• Data supplied:
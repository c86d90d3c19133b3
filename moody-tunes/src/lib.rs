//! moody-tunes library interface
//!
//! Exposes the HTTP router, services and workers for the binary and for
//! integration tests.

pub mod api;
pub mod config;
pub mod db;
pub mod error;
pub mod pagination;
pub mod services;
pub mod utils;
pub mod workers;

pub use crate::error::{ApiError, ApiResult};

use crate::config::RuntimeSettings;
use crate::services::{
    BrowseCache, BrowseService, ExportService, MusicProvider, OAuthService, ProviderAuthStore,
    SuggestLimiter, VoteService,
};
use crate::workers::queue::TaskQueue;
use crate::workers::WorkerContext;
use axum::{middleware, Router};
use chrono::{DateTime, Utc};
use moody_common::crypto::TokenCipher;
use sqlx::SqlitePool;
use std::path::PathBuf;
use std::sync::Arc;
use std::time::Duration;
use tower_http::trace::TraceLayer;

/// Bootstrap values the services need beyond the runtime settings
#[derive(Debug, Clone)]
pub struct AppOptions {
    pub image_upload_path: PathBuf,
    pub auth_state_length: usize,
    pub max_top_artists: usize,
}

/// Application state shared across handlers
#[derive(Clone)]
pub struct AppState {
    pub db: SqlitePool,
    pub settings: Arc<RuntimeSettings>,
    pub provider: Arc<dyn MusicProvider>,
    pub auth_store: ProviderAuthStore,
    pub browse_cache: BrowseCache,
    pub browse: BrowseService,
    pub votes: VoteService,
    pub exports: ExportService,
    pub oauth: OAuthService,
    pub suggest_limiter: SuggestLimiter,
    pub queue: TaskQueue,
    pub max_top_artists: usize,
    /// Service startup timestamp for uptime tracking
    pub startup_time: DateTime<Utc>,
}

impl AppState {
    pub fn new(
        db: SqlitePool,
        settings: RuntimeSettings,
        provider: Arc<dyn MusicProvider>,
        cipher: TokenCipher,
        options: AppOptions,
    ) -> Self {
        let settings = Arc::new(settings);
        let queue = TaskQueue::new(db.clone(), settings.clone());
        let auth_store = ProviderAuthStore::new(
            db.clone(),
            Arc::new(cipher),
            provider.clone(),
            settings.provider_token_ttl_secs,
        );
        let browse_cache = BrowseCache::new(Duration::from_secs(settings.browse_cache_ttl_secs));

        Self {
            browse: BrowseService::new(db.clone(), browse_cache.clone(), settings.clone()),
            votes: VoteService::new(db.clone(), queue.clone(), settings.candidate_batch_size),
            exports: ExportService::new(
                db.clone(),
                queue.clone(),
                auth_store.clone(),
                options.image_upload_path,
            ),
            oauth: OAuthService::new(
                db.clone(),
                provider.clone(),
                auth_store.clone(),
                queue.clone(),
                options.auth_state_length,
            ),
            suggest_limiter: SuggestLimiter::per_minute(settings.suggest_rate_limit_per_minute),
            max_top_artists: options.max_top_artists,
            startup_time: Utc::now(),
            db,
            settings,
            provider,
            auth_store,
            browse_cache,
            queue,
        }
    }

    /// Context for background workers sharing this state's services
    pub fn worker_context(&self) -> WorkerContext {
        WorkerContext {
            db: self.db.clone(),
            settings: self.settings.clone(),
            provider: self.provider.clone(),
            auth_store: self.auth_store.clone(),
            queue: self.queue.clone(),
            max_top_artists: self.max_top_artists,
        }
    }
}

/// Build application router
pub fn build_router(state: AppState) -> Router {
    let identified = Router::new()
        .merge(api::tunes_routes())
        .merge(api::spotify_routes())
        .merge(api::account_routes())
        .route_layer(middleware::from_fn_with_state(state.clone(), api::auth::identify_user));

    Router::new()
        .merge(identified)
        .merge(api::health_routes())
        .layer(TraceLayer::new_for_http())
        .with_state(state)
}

• Task requirements: Please tally the lines of the listing that include the string "BrowseCache". Give the total alone.

• Response: 3